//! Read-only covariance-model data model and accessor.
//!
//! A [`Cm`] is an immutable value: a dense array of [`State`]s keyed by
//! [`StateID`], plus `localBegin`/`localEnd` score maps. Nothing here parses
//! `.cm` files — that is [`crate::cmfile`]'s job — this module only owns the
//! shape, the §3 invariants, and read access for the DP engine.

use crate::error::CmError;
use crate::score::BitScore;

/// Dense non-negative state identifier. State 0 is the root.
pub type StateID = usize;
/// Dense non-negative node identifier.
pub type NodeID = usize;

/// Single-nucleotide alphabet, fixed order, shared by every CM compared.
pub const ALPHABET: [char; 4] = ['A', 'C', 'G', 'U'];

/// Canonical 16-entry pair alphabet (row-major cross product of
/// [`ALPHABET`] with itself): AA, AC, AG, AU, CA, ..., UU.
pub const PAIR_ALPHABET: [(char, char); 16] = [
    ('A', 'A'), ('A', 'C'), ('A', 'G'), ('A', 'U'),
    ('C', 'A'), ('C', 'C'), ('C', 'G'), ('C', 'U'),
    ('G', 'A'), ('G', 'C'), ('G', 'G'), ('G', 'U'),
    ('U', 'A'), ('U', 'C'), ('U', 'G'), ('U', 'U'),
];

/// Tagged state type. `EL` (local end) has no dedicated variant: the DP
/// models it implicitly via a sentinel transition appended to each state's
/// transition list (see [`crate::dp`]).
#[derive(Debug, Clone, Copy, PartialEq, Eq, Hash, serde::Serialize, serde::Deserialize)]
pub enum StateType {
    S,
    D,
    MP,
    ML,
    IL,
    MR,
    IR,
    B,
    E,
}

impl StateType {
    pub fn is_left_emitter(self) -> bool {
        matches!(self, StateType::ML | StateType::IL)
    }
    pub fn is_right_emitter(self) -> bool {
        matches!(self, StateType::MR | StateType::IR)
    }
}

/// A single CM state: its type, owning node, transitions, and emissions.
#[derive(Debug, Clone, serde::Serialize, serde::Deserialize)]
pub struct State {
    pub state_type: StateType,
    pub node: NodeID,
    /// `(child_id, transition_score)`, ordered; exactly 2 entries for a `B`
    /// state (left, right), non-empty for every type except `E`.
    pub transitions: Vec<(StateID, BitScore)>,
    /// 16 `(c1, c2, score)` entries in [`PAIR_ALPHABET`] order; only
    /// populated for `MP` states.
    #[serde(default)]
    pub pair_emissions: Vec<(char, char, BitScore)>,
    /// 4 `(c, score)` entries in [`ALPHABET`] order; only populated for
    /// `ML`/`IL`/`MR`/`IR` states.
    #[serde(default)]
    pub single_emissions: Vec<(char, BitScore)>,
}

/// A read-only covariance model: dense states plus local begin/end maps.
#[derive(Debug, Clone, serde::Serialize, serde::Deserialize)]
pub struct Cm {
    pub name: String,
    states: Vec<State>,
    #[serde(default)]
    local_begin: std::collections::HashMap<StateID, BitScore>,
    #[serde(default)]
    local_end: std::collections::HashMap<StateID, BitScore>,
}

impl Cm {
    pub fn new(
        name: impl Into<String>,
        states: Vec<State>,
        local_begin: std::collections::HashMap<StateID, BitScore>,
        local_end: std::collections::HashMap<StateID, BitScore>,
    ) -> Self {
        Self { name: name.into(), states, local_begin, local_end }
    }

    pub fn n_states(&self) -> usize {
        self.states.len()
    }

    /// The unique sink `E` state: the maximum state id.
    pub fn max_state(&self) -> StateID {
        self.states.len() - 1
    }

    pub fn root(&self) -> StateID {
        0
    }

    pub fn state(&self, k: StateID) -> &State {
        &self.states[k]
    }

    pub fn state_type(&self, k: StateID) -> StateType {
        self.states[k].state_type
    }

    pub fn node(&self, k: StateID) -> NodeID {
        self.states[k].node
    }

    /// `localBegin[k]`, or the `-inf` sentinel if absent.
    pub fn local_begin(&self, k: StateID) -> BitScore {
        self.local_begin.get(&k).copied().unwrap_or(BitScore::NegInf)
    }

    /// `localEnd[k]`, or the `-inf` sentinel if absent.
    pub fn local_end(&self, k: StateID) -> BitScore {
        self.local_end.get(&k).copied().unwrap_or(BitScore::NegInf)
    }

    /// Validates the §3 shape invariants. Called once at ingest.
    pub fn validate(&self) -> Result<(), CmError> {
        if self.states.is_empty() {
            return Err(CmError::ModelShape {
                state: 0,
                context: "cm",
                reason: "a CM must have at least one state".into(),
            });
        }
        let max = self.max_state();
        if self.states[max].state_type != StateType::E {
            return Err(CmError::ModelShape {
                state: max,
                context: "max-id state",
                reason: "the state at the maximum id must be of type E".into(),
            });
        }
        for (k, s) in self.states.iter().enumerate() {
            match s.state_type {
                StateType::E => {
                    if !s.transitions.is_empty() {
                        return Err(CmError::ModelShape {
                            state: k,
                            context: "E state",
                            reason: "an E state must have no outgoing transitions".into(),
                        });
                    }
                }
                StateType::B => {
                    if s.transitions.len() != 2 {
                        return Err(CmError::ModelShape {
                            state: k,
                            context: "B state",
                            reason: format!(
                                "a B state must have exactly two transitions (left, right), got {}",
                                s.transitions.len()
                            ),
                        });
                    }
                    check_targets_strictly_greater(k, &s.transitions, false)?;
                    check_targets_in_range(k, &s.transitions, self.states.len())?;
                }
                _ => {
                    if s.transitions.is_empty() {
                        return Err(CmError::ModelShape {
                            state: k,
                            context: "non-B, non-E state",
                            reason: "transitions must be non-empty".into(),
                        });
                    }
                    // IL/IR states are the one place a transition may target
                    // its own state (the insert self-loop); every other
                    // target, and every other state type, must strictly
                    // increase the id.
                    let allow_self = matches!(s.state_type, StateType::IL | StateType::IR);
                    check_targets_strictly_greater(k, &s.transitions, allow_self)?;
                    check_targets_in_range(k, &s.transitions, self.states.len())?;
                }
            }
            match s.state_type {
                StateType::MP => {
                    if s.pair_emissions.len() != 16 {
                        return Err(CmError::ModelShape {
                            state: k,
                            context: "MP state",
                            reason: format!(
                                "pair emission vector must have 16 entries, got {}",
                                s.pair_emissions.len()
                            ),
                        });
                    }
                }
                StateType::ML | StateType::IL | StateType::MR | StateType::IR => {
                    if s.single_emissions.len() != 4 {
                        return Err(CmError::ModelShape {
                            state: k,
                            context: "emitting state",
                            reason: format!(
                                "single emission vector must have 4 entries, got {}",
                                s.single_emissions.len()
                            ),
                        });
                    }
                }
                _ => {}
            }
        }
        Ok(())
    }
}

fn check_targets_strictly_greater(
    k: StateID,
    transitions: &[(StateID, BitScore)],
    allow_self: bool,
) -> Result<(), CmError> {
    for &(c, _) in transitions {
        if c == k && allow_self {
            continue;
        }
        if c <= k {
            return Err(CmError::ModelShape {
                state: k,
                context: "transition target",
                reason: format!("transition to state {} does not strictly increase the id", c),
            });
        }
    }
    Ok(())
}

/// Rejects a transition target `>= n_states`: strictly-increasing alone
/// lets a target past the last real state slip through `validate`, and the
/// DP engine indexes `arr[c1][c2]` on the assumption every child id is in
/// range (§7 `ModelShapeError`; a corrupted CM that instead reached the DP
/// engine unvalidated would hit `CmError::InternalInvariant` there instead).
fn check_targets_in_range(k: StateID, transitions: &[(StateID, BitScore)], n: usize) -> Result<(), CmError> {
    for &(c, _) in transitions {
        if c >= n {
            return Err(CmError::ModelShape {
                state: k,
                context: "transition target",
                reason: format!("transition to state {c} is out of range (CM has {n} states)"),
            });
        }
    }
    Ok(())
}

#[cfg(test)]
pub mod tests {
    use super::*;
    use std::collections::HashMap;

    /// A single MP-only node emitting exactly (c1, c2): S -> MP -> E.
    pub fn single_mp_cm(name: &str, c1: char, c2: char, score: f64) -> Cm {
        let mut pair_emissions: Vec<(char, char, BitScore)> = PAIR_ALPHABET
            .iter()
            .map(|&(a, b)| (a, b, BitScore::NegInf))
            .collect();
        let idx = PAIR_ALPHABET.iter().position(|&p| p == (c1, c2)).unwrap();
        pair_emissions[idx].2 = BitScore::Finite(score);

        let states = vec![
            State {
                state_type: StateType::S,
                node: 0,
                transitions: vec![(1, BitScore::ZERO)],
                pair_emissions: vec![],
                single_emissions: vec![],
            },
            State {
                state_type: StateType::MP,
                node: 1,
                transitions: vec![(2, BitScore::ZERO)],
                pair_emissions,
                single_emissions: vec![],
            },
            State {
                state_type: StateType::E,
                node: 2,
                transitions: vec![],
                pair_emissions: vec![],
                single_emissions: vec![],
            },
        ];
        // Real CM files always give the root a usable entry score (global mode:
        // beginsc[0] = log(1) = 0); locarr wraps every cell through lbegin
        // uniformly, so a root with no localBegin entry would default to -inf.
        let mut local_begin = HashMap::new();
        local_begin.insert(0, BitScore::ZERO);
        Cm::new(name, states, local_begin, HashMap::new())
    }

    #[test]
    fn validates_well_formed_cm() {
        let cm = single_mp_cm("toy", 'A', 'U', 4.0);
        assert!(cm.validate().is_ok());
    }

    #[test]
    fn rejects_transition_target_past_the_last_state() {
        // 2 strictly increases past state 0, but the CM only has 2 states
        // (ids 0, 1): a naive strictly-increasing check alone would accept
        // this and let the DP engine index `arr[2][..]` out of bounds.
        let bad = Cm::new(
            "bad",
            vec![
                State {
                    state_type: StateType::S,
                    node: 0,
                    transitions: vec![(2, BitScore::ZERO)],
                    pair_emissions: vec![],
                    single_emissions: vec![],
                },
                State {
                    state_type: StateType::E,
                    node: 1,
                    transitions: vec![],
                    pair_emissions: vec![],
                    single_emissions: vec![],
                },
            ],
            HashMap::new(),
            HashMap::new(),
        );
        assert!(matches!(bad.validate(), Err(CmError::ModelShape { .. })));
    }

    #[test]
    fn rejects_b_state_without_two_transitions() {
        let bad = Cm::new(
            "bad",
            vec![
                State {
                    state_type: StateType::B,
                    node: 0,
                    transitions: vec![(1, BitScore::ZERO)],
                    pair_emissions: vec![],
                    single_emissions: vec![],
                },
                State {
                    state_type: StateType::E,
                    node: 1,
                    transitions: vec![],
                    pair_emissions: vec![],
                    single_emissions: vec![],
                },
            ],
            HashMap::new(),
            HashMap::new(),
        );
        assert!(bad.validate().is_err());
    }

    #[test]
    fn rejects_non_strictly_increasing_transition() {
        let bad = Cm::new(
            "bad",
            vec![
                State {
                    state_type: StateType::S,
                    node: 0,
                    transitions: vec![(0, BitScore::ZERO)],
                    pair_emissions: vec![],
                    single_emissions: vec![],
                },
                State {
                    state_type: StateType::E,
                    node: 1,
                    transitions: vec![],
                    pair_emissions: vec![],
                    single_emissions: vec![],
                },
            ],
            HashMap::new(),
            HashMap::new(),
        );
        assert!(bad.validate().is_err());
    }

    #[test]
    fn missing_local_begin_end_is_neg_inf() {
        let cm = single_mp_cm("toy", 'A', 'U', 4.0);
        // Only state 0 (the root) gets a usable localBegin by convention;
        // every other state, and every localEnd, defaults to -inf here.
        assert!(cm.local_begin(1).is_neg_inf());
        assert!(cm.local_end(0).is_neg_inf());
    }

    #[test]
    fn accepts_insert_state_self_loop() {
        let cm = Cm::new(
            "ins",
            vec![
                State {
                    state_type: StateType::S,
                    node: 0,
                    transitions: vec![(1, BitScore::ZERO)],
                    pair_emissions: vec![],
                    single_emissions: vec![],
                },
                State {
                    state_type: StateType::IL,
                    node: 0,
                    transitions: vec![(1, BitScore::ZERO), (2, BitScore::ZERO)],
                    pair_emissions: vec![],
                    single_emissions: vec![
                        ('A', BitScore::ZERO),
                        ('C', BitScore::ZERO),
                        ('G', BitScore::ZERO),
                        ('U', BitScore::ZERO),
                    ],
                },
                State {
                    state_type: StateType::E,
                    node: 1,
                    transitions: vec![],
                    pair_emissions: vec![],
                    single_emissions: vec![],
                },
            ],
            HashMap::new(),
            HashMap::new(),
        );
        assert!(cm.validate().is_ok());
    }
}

------------------------------------

EXERCISE REQUIREMENTS
Determine the count of lines that include the word "crate" in the listing, and state nothing but that count.

ANSWER
4